Я начал изучать триплетные сети и решил реализовать с использованием сверточных нейронных сетей, но я решил использовать набор данных CIFAR-10 для классификации изображений, но у меня очень низкая точность.
После обучения точность около 0,32. .
def pairwise_distance(feature, squared=False):
"""Computes the pairwise distance matrix with numerical stability.
output[i, j] = || feature[i, :] - feature[j, :] ||_2
Args:
feature: 2-D Tensor of size [number of data, feature dimension].
squared: Boolean, whether or not to square the pairwise distances.
Returns:
pairwise_distances: 2-D Tensor of size [number of data, number of data].
"""
pairwise_distances_squared = math_ops.add(
math_ops.reduce_sum(math_ops.square(feature), axis=[1], keepdims=True),
math_ops.reduce_sum(
math_ops.square(array_ops.transpose(feature)),
axis=[0],
keepdims=True)) - 2.0 * math_ops.matmul(feature,
array_ops.transpose(feature))
# Deal with numerical inaccuracies. Set small negatives to zero.
pairwise_distances_squared = math_ops.maximum(pairwise_distances_squared, 0.0)
# Get the mask where the zero distances are at.
error_mask = math_ops.less_equal(pairwise_distances_squared, 0.0)
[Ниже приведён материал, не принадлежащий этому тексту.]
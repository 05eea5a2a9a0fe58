// tagsieve/src/lib.rs
//! # tagsieve CLI Application
//!
//! Terminal front end for `tagsieve-core`: reads markup from a file or stdin,
//! cleans it against the embedded or a user-supplied policy, and reports what
//! was changed.

pub mod cli;
pub mod commands;
pub mod logger;
pub mod ui;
# Optionally take the sqrt.
if squared:
pairwise_distances = pairwise_distances_squared
else:
pairwise_distances = math_ops.sqrt(
pairwise_distances_squared + math_ops.to_float(error_mask) * 1e-16)
# Undo conditionally adding 1e-16.
pairwise_distances = math_ops.multiply(
pairwise_distances, math_ops.to_float(math_ops.logical_not(error_mask)))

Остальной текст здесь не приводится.